A mutation in GJB3 is associated with recessive erythrokeratodermia variabilis (EKV) and leads to defective trafficking of the connexin 31 protein.

Erythrokeratodermia variabilis (EKV) is a skin disorder characterized by variable (transient) erythemas and fixed keratosis. The disorder maps to chromosome 1p34-35, a location that contains the GJB3 gene encoding the gap junction protein connexin 31. Until now, only heterozygote mutations in the form of dominant inheritance have been described in this gene associated with EKV. We report here a homozygote mutation in the connexin 31 gene, found in a family that shows recessive inheritance of the disorder, thus providing the first molecular support for a recessive variant of EKV. The entire GJB3 coding sequence was scanned for mutations by sequencing.

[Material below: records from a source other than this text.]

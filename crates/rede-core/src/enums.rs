//! Category, status, and activity-action enums for RedePro.
//!
//! `Category` and `Status` serialize with their Portuguese display labels
//! because those exact strings appear in exported reports. `ActivityAction`
//! serializes as `snake_case` and exposes the display label separately.

use schemars::JsonSchema;
use serde::{Deserialize, Serialize};
use std::fmt;

// ---------------------------------------------------------------------------
// Category
// ---------------------------------------------------------------------------

/// Top-level partner category. Closed set.
#[derive(Debug, Clone, Copy, PartialEq, Eq, Hash, Serialize, Deserialize, JsonSchema)]
pub enum Category {
    #[serde(rename = "Saúde")]
    Saude,
    #[serde(rename = "Estética")]
    Estetica,
    #[serde(rename = "Lazer")]
    Lazer,
    #[serde(rename = "Educação")]
    Educacao,
}

impl Category {
    /// All categories, in the order the niche taxonomy presents them.
    pub const ALL: [Self; 4] = [Self::Saude, Self::Estetica, Self::Educacao, Self::Lazer];

    #[must_use]
    pub const fn as_str(self) -> &'static str {
        match self {
            Self::Saude => "Saúde",
            Self::Estetica => "Estética",
            Self::Lazer => "Lazer",
            Self::Educacao => "Educação",
        }
    }
}

impl fmt::Display for Category {
    fn fmt(&self, f: &mut fmt::Formatter<'_>) -> fmt::Result {
        f.write_str(self.as_str())
    }
}

// ---------------------------------------------------------------------------
// Status
// ---------------------------------------------------------------------------

/// Two-value status shared by partners, links, and exams.
///
/// Toggling is the only transition.
#[derive(Debug, Clone, Copy, PartialEq, Eq, Hash, Serialize, Deserialize, JsonSchema)]
pub enum Status {
    Ativo,
    Inativo,
}

impl Status {
    #[must_use]
    pub const fn toggled(self) -> Self {
        match self {
            Self::Ativo => Self::Inativo,
            Self::Inativo => Self::Ativo,
        }
    }

    #[must_use]
    pub const fn is_active(self) -> bool {
        matches!(self, Self::Ativo)
    }

    #[must_use]
    pub const fn as_str(self) -> &'static str {
        match self {
            Self::Ativo => "Ativo",
            Self::Inativo => "Inativo",
        }
    }
}

impl fmt::Display for Status {
    fn fmt(&self, f: &mut fmt::Formatter<'_>) -> fmt::Result {
        f.write_str(self.as_str())
    }
}

// ---------------------------------------------------------------------------
// ActivityAction
// ---------------------------------------------------------------------------

/// What kind of mutation an activity-log entry records.
///
/// The original data carried these as free-text labels; the closed enum keeps
/// the analytics count ("Criação de Vínculo" within a period) an equality
/// check instead of a string comparison. `label()` is the user-facing text.
#[derive(Debug, Clone, Copy, PartialEq, Eq, Hash, Serialize, Deserialize, JsonSchema)]
#[serde(rename_all = "snake_case")]
pub enum ActivityAction {
    PartnerCreated,
    PartnerUpdated,
    PartnerActivated,
    PartnerDeactivated,
    ProfessionalCreated,
    ProfessionalUpdated,
    ProfessionalDeleted,
    LinkCreated,
    LinkUpdated,
    LinkActivated,
    LinkDeactivated,
    LinkRemoved,
    ServiceCreated,
    ServiceUpdated,
    ServiceActivated,
    ServiceDeactivated,
    ServiceDeleted,
}

impl ActivityAction {
    /// Display label shown in the activity feed and detailed reports.
    #[must_use]
    pub const fn label(self) -> &'static str {
        match self {
            Self::PartnerCreated => "Criação de Parceiro",
            Self::PartnerUpdated => "Edição de Parceiro",
            Self::PartnerActivated => "Ativação de Parceiro",
            Self::PartnerDeactivated => "Inativação de Parceiro",
            Self::ProfessionalCreated => "Criação de Profissional",
            Self::ProfessionalUpdated => "Edição de Profissional",
            Self::ProfessionalDeleted => "Exclusão de Profissional",
            Self::LinkCreated => "Criação de Vínculo",
            Self::LinkUpdated => "Edição de Vínculo",
            Self::LinkActivated => "Ativação de Vínculo",
            Self::LinkDeactivated => "Inativação de Vínculo",
            Self::LinkRemoved => "Remoção de Vínculo",
            Self::ServiceCreated => "Criação de Serviço",
            Self::ServiceUpdated => "Edição de Serviço",
            Self::ServiceActivated => "Ativação de Serviço",
            Self::ServiceDeactivated => "Inativação de Serviço",
            Self::ServiceDeleted => "Exclusão de Serviço",
        }
    }
}

impl fmt::Display for ActivityAction {
    fn fmt(&self, f: &mut fmt::Formatter<'_>) -> fmt::Result {
        f.write_str(self.label())
    }
}

#[cfg(test)]
mod tests {
    use super::*;
    use pretty_assertions::assert_eq;

    #[test]
    fn category_serializes_with_accented_labels() {
        let json = serde_json::to_string(&Category::Saude).unwrap();
        assert_eq!(json, "\"Saúde\"");
        let back: Category = serde_json::from_str("\"Educação\"").unwrap();
        assert_eq!(back, Category::Educacao);
    }

    #[test]
    fn status_toggle_is_involutive() {
        assert_eq!(Status::Ativo.toggled(), Status::Inativo);
        assert_eq!(Status::Inativo.toggled(), Status::Ativo);
        assert_eq!(Status::Ativo.toggled().toggled(), Status::Ativo);
    }

    #[test]
    fn status_serializes_as_display_label() {
        assert_eq!(serde_json::to_string(&Status::Ativo).unwrap(), "\"Ativo\"");
        assert_eq!(Status::Inativo.to_string(), "Inativo");
    }

    #[test]
    fn link_created_label_matches_original_data() {
        assert_eq!(ActivityAction::LinkCreated.label(), "Criação de Vínculo");
        assert_eq!(
            serde_json::to_string(&ActivityAction::LinkCreated).unwrap(),
            "\"link_created\""
        );
    }
}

We detected a T-->C transition at position 101 of the coding sequence, which replaces a leucine with a proline at residue 34 of the protein (L34P). Evolutionary analysis shows that this mutation is located at a highly conserved region of connexin in the first putative transmembrane helix (TMH). In transfected keratinocytes, L34P connexin 31 had a cytoplasmic distribution, suggesting that the mutant form of this protein will not form normal gap junctions between adjacent cells. The change of leucine to proline is likely to alter the structure of the first TMH of connexin by inducing a kink, thus influencing connexon structure and function.